There was a romantic poem from The Yearning Sheikh, who said it was one of his choicest poems and that he was publishing it for the first time in response to popular demand, even though no one had actually wept or implored him to publish this poem. In short, he was posting it merely because he wanted to.

Poetry boils in my sad heart,

Inscribing poems on the brow,

And beneath the face veil are the ashes of a face,

But the splendor of the buried secret,

Even if the feelings are veiled,

I will certainly read.

When Nariman appears, we are joyous.

When she vanishes, you find we feel lost.

Her presence seems a call to love

And to dreams that appear clear but are not explicit.

Were it not for my beard and white hair,

I would repeat my poems endlessly.

No one had marked this poem with a “like” except The Yearning Sheikh himself. It was followed by what I imagined was a tepid “like” that had slipped from the sarcastic fingers of The Virtuous Sister. Someone named Student of Religious Science had accused the Sheikh of succumbing to temptation and of always being on a suspect page. The Sheikh had responded that Romantic poetry had never been forbidden, provided it was chaste and designed only to display one’s talent.  Addressing this Student of Religious Science, he asked, “If this is a seductive page, why are you on it?”

I tried to smile but couldn’t. I directed my imagination for a number of minutes toward that putative Nariman. I imagined her once as a girl who had a desiccated heart and dangled excessive seduction in the path of innocent individuals whom she carefully chose. Then I changed my mind and imagined Nariman as a wastrel boy composing, for eventual release, a scandalous book in which these evedentiary, incriminating trifles would be featured.

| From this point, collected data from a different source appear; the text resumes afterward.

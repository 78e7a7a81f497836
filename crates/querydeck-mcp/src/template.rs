//! Minimal logic-enabled text templates for SQL generation.
//!
//! Supported actions:
//!
//! | Action | Meaning |
//! |--------|---------|
//! | `{{name}}` / `{{.name}}` | Interpolate a parameter |
//! | `{{escape name}}` / `{{name \| escape}}` | Interpolate with `'` doubled |
//! | `{{if name}}` / `{{if not name}}` | Conditional block |
//! | `{{else}}` / `{{end}}` | Close or switch a conditional branch |
//!
//! Interpolation is never escaped implicitly. Template authors must call
//! `escape` on any value that lands inside a quoted SQL literal.

use serde_json::{Map, Value};
use thiserror::Error;

/// Template parse and render failures.
#[derive(Debug, Clone, PartialEq, Eq, Error)]
pub enum TemplateError {
    #[error("invalid SQL template at byte {position}: {reason}")]
    Syntax { position: usize, reason: String },

    #[error("template references missing parameter '{name}'")]
    MissingField { name: String },

    #[error("generated SQL is empty")]
    Empty,
}

#[derive(Debug, Clone, PartialEq)]
enum Node {
    Text(String),
    Field { name: String, escape: bool },
    If {
        name: String,
        negate: bool,
        then: Vec<Node>,
        otherwise: Vec<Node>,
    },
}

/// A parsed template.
#[derive(Debug, Clone, PartialEq)]
pub struct Template {
    nodes: Vec<Node>,
}

struct OpenIf {
    position: usize,
    name: String,
    negate: bool,
    then: Vec<Node>,
    otherwise: Option<Vec<Node>>,
}

impl OpenIf {
    fn branch(&mut self) -> &mut Vec<Node> {
        match self.otherwise.as_mut() {
            Some(otherwise) => otherwise,
            None => &mut self.then,
        }
    }
}

impl Template {
    /// Parse template source.
    pub fn parse(source: &str) -> Result<Self, TemplateError> {
        let mut root: Vec<Node> = Vec::new();
        let mut open: Vec<OpenIf> = Vec::new();
        let mut rest = source;
        let mut offset = 0;

        fn target<'a>(root: &'a mut Vec<Node>, open: &'a mut [OpenIf]) -> &'a mut Vec<Node> {
            match open.last_mut() {
                Some(block) => block.branch(),
                None => root,
            }
        }

        while let Some(start) = rest.find("{{") {
            if start > 0 {
                target(&mut root, &mut open).push(Node::Text(rest[..start].to_string()));
            }
            let position = offset + start;
            let after = &rest[start + 2..];
            let Some(end) = after.find("}}") else {
                return Err(syntax(position, "unterminated action, expected '}}'"));
            };
            let action = after[..end].trim();

            match Action::parse(action, position)? {
                Action::Emit { name, escape } => {
                    target(&mut root, &mut open).push(Node::Field { name, escape });
                }
                Action::If { name, negate } => open.push(OpenIf {
                    position,
                    name,
                    negate,
                    then: Vec::new(),
                    otherwise: None,
                }),
                Action::Else => match open.last_mut() {
                    Some(block) if block.otherwise.is_none() => block.otherwise = Some(Vec::new()),
                    Some(_) => return Err(syntax(position, "duplicate {{else}} in one {{if}}")),
                    None => return Err(syntax(position, "{{else}} without matching {{if}}")),
                },
                Action::End => {
                    let Some(block) = open.pop() else {
                        return Err(syntax(position, "{{end}} without matching {{if}}"));
                    };
                    target(&mut root, &mut open).push(Node::If {
                        name: block.name,
                        negate: block.negate,
                        then: block.then,
                        otherwise: block.otherwise.unwrap_or_default(),
                    });
                }
            }

            let consumed = start + 2 + end + 2;
            offset += consumed;
            rest = &rest[consumed..];
        }

        if !rest.is_empty() {
            target(&mut root, &mut open).push(Node::Text(rest.to_string()));
        }
        if let Some(block) = open.last() {
            return Err(syntax(block.position, "{{if}} is never closed with {{end}}"));
        }

        Ok(Self { nodes: root })
    }

    /// Render against a parameter map.
    pub fn render(&self, params: &Map<String, Value>) -> Result<String, TemplateError> {
        let mut out = String::new();
        render_nodes(&self.nodes, params, &mut out)?;
        Ok(out)
    }
}

enum Action {
    Emit { name: String, escape: bool },
    If { name: String, negate: bool },
    Else,
    End,
}

impl Action {
    fn parse(action: &str, position: usize) -> Result<Self, TemplateError> {
        if action.is_empty() {
            return Err(syntax(position, "empty action"));
        }

        let mut stages = action.split('|').map(str::trim);
        let head: Vec<&str> = stages.next().unwrap_or_default().split_whitespace().collect();
        let mut escape = false;
        for stage in stages {
            match stage {
                "escape" => escape = true,
                "" => return Err(syntax(position, "empty pipeline stage")),
                other => return Err(syntax(position, format!("unknown function '{}'", other))),
            }
        }

        let keyword_action = |action: Self| {
            if escape {
                Err(syntax(position, "keywords cannot be piped"))
            } else {
                Ok(action)
            }
        };

        match head.as_slice() {
            ["if", "not", name] => keyword_action(Self::If {
                name: field_name(name, position)?,
                negate: true,
            }),
            ["if", name] => keyword_action(Self::If {
                name: field_name(name, position)?,
                negate: false,
            }),
            ["if", ..] => Err(syntax(position, "{{if}} takes exactly one parameter")),
            ["else"] => keyword_action(Self::Else),
            ["end"] => keyword_action(Self::End),
            ["escape", name] => Ok(Self::Emit {
                name: field_name(name, position)?,
                escape: true,
            }),
            [name] => Ok(Self::Emit {
                name: field_name(name, position)?,
                escape,
            }),
            [function, ..] if *function != "escape" && head.len() > 1 => Err(syntax(
                position,
                format!("unknown function '{}'", function),
            )),
            _ => Err(syntax(position, format!("cannot parse action '{}'", action))),
        }
    }
}

fn field_name(raw: &str, position: usize) -> Result<String, TemplateError> {
    let name = raw.strip_prefix('.').unwrap_or(raw);
    if name.is_empty() {
        return Err(syntax(position, "empty parameter name"));
    }
    if !name.chars().all(|c| c.is_ascii_alphanumeric() || c == '_') {
        return Err(syntax(position, format!("invalid parameter name '{}'", raw)));
    }
    Ok(name.to_string())
}

fn syntax(position: usize, reason: impl Into<String>) -> TemplateError {
    TemplateError::Syntax {
        position,
        reason: reason.into(),
    }
}

fn render_nodes(
    nodes: &[Node],
    params: &Map<String, Value>,
    out: &mut String,
) -> Result<(), TemplateError> {
    for node in nodes {
        match node {
            Node::Text(text) => out.push_str(text),
            Node::Field { name, escape } => {
                let value = params
                    .get(name)
                    .ok_or_else(|| TemplateError::MissingField { name: name.clone() })?;
                let text = format_value(value);
                if *escape {
                    out.push_str(&escape_sql(&text));
                } else {
                    out.push_str(&text);
                }
            }
            Node::If {
                name,
                negate,
                then,
                otherwise,
            } => {
                let truthy = params.get(name).map(is_truthy).unwrap_or(false);
                let branch = if truthy != *negate { then } else { otherwise };
                render_nodes(branch, params, out)?;
            }
        }
    }
    Ok(())
}

/// Text form of a value when interpolated.
fn format_value(value: &Value) -> String {
    match value {
        Value::String(s) => s.clone(),
        Value::Null => String::new(),
        other => other.to_string(),
    }
}

/// Truthiness of a condition value.
pub fn is_truthy(value: &Value) -> bool {
    match value {
        Value::Null => false,
        Value::Bool(b) => *b,
        Value::Number(n) => n.as_f64().map(|f| f != 0.0).unwrap_or(true),
        Value::String(s) => !s.is_empty(),
        Value::Array(a) => !a.is_empty(),
        Value::Object(o) => !o.is_empty(),
    }
}

/// Double embedded single quotes.
pub fn escape_sql(s: &str) -> String {
    s.replace('\'', "''")
}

I finally quit the site when my languor disappeared, and the torn picture of Linda the Shadow jumped piece by piece before me.

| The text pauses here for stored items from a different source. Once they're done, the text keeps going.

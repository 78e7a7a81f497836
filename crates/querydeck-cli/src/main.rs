use clap::{Parser, Subcommand};
use querydeck_core::{ConfigError, QuerydeckConfig};
use std::path::{Path, PathBuf};
use tracing_subscriber::EnvFilter;
use tracing_subscriber::fmt::MakeWriter;

mod commands;

use commands::{health, serve, tools};

#[derive(Parser, Debug)]
#[command(name = "querydeck", version, about = "Serve SQL template tools over MCP")]
struct Cli {
    /// Configuration file path. A missing file means defaults.
    #[arg(
        short,
        long,
        global = true,
        default_value = "querydeck.yaml",
        env = "QUERYDECK_CONFIG"
    )]
    config: PathBuf,

    #[command(subcommand)]
    cmd: Command,
}

#[derive(Subcommand, Debug)]
enum Command {
    /// Run the MCP server on stdin/stdout.
    Serve(serve::ServeArgs),

    /// Run only the HTTP health endpoint.
    Health(health::HealthArgs),

    /// Inspect tool definitions offline.
    Tools {
        #[command(subcommand)]
        cmd: ToolsCommand,
    },
}

#[derive(Subcommand, Debug)]
enum ToolsCommand {
    /// List tools and prompts found in the definitions directory.
    List,

    /// Report definition problems. Exits non-zero if any are found.
    Check,

    /// Validate arguments and print a tool's generated SQL.
    Render {
        /// Tool name.
        name: String,

        /// Arguments as a JSON object.
        #[arg(long, default_value = "{}")]
        args: String,
    },
}

#[tokio::main]
async fn main() -> anyhow::Result<()> {
    let cli = Cli::parse();

    let (config, found) = load_config(&cli.config, std::io::stderr)?;
    init_tracing(&config.logging.filter);
    if !found {
        tracing::debug!(config = %cli.config.display(), "Config file not found, using defaults");
    }

    match cli.cmd {
        Command::Serve(args) => serve::execute(config, args).await?,
        Command::Health(args) => health::execute(config, args).await?,
        Command::Tools { cmd } => match cmd {
            ToolsCommand::List => tools::list(&config)?,
            ToolsCommand::Check => tools::check(&config)?,
            ToolsCommand::Render { name, args } => tools::render(&config, &name, &args)?,
        },
    }

    Ok(())
}

/// Load the config file under a temporary subscriber, since the real
/// filter is only known once the file has been read.
fn load_config<W>(path: &Path, writer: W) -> Result<(QuerydeckConfig, bool), ConfigError>
where
    W: for<'w> MakeWriter<'w> + Send + Sync + 'static,
{
    let bootstrap = tracing_subscriber::fmt()
        .with_env_filter(env_filter(&QuerydeckConfig::default().logging.filter))
        .with_writer(writer)
        .finish();
    tracing::subscriber::with_default(bootstrap, || QuerydeckConfig::load(path))
}

/// Log to stderr; stdout carries the protocol.
fn init_tracing(filter: &str) {
    tracing_subscriber::fmt()
        .with_env_filter(env_filter(filter))
        .with_writer(std::io::stderr)
        .init();
}

/// `RUST_LOG` wins over the configured filter.
fn env_filter(filter: &str) -> EnvFilter {
    EnvFilter::try_from_default_env().unwrap_or_else(|_| EnvFilter::new(filter))
}
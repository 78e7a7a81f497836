//! CLI command implementations.

pub mod health;
pub mod serve;
pub mod tools;
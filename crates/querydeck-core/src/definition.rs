//! Declarative definitions loaded from YAML.
//!
//! Definitions are immutable once loaded. The MCP layer builds its registry
//! from them at startup and never mutates them afterwards.

use serde::{Deserialize, Serialize};
use serde_json::Value;
use std::collections::BTreeMap;
use std::fmt;
use std::path::PathBuf;

/// Declared type of a tool or prompt parameter.
#[derive(Debug, Clone, PartialEq, Eq)]
pub enum ParameterType {
    String,
    Integer,
    Number,
    Boolean,
    /// Any type name this crate does not know. Values are not checked.
    Other(String),
}

impl ParameterType {
    /// Parse a declared type name. Matching is case-insensitive.
    pub fn parse(name: &str) -> Self {
        match name.trim().to_ascii_lowercase().as_str() {
            "string" => Self::String,
            "integer" => Self::Integer,
            "number" => Self::Number,
            "boolean" => Self::Boolean,
            _ => Self::Other(name.to_string()),
        }
    }

    /// Type name as advertised in a JSON input schema.
    ///
    /// Unknown types are advertised as strings.
    pub fn schema_type(&self) -> &'static str {
        match self {
            Self::String | Self::Other(_) => "string",
            Self::Integer => "integer",
            Self::Number => "number",
            Self::Boolean => "boolean",
        }
    }
}

impl fmt::Display for ParameterType {
    fn fmt(&self, f: &mut fmt::Formatter<'_>) -> fmt::Result {
        match self {
            Self::String => f.write_str("string"),
            Self::Integer => f.write_str("integer"),
            Self::Number => f.write_str("number"),
            Self::Boolean => f.write_str("boolean"),
            Self::Other(name) => f.write_str(name),
        }
    }
}

/// Input parameter schema.
#[derive(Debug, Clone, Serialize, Deserialize, Default)]
pub struct Parameter {
    /// Declared type name (`string`, `integer`, `number`, `boolean`, ...).
    #[serde(rename = "type", default = "default_parameter_type")]
    pub type_name: String,

    #[serde(default)]
    pub description: String,

    /// Default value. A YAML `null` is treated as "no default".
    #[serde(default, skip_serializing_if = "Option::is_none")]
    pub default: Option<Value>,
}

impl Parameter {
    /// The parsed declared type.
    pub fn kind(&self) -> ParameterType {
        ParameterType::parse(&self.type_name)
    }
}

fn default_parameter_type() -> String {
    "string".to_string()
}

/// Canned payload returned in place of query results when no database is reachable.
#[derive(Debug, Clone, PartialEq)]
pub struct FallbackPayload {
    /// Where the payload came from: a file path, or `inline`.
    pub reference: String,
    pub data: Value,
}

/// A tool: a named, parameterized operation that renders to a query string.
#[derive(Debug, Clone, Serialize, Deserialize)]
pub struct ToolDefinition {
    pub name: String,

    #[serde(default)]
    pub description: String,

    #[serde(default)]
    pub parameters: BTreeMap<String, Parameter>,

    #[serde(default, skip_serializing_if = "Option::is_none")]
    pub return_type: Option<String>,

    #[serde(alias = "template")]
    pub sql_template: String,

    #[serde(default)]
    pub required: Vec<String>,

    /// JSON file (relative to the definition file) used as fallback payload.
    #[serde(default, alias = "return_test_message", skip_serializing_if = "Option::is_none")]
    pub fallback_file: Option<PathBuf>,

    /// Inline fallback payload.
    #[serde(default, rename = "fallback", skip_serializing_if = "Option::is_none")]
    pub inline_fallback: Option<Value>,

    /// Fallback resolved by the loader from `fallback_file` or `fallback`.
    #[serde(skip)]
    pub fallback_payload: Option<FallbackPayload>,
}

impl ToolDefinition {
    /// Whether `name` is listed in `required`.
    pub fn is_required(&self, name: &str) -> bool {
        self.required.iter().any(|r| r == name)
    }
}

/// A prompt: a text template rendered by plain placeholder substitution.
#[derive(Debug, Clone, Serialize, Deserialize)]
pub struct PromptDefinition {
    pub name: String,

    #[serde(default)]
    pub description: String,

    #[serde(default)]
    pub parameters: BTreeMap<String, Parameter>,

    pub prompt: String,
}

/// Glossary body.
#[derive(Debug, Clone, Serialize, Deserialize, Default)]
pub struct Glossary {
    #[serde(default)]
    pub words: Value,
}

/// A glossary of domain terms exposed to callers.
#[derive(Debug, Clone, Serialize, Deserialize)]
pub struct GlossaryResource {
    pub name: String,

    #[serde(default)]
    pub description: String,

    pub resource: Glossary,
}

/// Any definition found in a definitions directory.
#[derive(Debug, Clone)]
pub enum Definition {
    Tool(ToolDefinition),
    Prompt(PromptDefinition),
    Glossary(GlossaryResource),
}

impl Definition {
    pub fn name(&self) -> &str {
        match self {
            Self::Tool(t) => &t.name,
            Self::Prompt(p) => &p.name,
            Self::Glossary(g) => &g.name,
        }
    }
}

/// Definitions split by kind, in load order.
#[derive(Debug, Clone, Default)]
pub struct DefinitionSet {
    pub tools: Vec<ToolDefinition>,
    pub prompts: Vec<PromptDefinition>,
    pub glossaries: Vec<GlossaryResource>,
}

impl From<Vec<Definition>> for DefinitionSet {
    fn from(definitions: Vec<Definition>) -> Self {
        let mut set = Self::default();
        for definition in definitions {
            match definition {
                Definition::Tool(t) => set.tools.push(t),
                Definition::Prompt(p) => set.prompts.push(p),
                Definition::Glossary(g) => set.glossaries.push(g),
            }
        }
        set
    }
}
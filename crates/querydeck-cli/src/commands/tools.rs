//! Tool introspection commands.
//!
//! `querydeck tools list` - List tools and prompts (offline).
//! `querydeck tools check` - Report definition problems.
//! `querydeck tools render` - Print the SQL a call would generate.

use anyhow::{Context, Result};
use querydeck_core::{QuerydeckConfig, check_definitions, load_definition_set};
use querydeck_mcp::{Registry, TemplateError};
use serde_json::{Map, Value};

fn load_registry(config: &QuerydeckConfig) -> Result<Registry> {
    let definitions = load_definition_set(&config.definitions_dir).with_context(|| {
        format!(
            "Failed to load definitions from {}",
            config.definitions_dir.display()
        )
    })?;
    Ok(Registry::build(definitions))
}

/// List tools and prompts.
pub fn list(config: &QuerydeckConfig) -> Result<()> {
    let registry = load_registry(config)?;

    println!("Tools ({}):", registry.len());
    for tool in registry.tool_descriptors() {
        println!("  {:<32} {}", tool.name, first_line(&tool.description));
    }

    let prompts = registry.prompt_descriptors();
    if !prompts.is_empty() {
        println!("\nPrompts ({}):", prompts.len());
        for prompt in prompts {
            println!("  {:<32} {}", prompt.name, first_line(&prompt.description));
        }
    }
    Ok(())
}

/// Report definition problems; fails if there are any.
pub fn check(config: &QuerydeckConfig) -> Result<()> {
    let problems = check_definitions(&config.definitions_dir).with_context(|| {
        format!(
            "Failed to load definitions from {}",
            config.definitions_dir.display()
        )
    })?;

    if problems.is_empty() {
        println!(
            "✓ Definitions in {} are valid",
            config.definitions_dir.display()
        );
        return Ok(());
    }

    for problem in &problems {
        println!(
            "✗ {} ({}): {}",
            problem.name,
            problem.path.display(),
            problem.message
        );
    }
    anyhow::bail!("{} definition problem(s) found", problems.len())
}

/// Validate `args_json` against a tool and print its generated SQL.
pub fn render(config: &QuerydeckConfig, name: &str, args_json: &str) -> Result<()> {
    println!("{}", render_sql(&load_registry(config)?, name, args_json)?);
    Ok(())
}

fn render_sql(registry: &Registry, name: &str, args_json: &str) -> Result<String> {
    let entry = registry
        .lookup(name)
        .with_context(|| format!("Unknown tool: {}", name))?;
    if entry.builtin().is_some() {
        anyhow::bail!("Tool {} is built in and has no SQL to render", name);
    }

    let arguments: Map<String, Value> =
        serde_json::from_str(args_json).context("--args must be a JSON object")?;

    let processor = entry.processor();
    let (params, _) = processor
        .prepare_arguments(arguments)
        .map_err(|m| anyhow::anyhow!("argument {} must be a {}, got {}", m.name, m.expected, m.actual))?;
    processor.validate(&params)?;

    let sql = processor.render(&params)?;
    if sql.is_empty() {
        return Err(TemplateError::Empty.into());
    }
    Ok(sql)
}

fn first_line(text: &str) -> &str {
    text.lines().next().unwrap_or_default()
}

I had made a huge error when I gave my cell phone number to Shu‘ayb Zuhri, the young man from Wadi al-Hikma who wrote the story that was totally unrelated to Cervantes. My phone was busy most of the day with Zuhri’s damn messages, which contained flash stories that I was supposed to read and comment on. I didn’t have the strength even to peruse a traffic sign while I was driving, but the writer’s insistence finally moved me to cast a few quick glances at his stories. I discovered a story called “Whisper”, which read: “I whispered to the cloud, and the cloud heard my whisper.” Another story, which was named “The Outcast” read: “I found our neighbors’ dog in a district dozens of kilometers from ours. I asked her, ‘Why are you here, bitch?’ She replied, ‘It’s not because one of your neighbors cast me out of their house, even though they don’t have food for breakfast, lunch, or supper.’”

I started to reply to this inanity with a comment even more inane but refrained at the last moment. It wouldn’t hurt me to deceive a fantasist and let time teach him wisdom, just as it had taught me. Perhaps he would grow up one day. I wrote him: “Astonishing, Zuhri.  You’re on the right track.”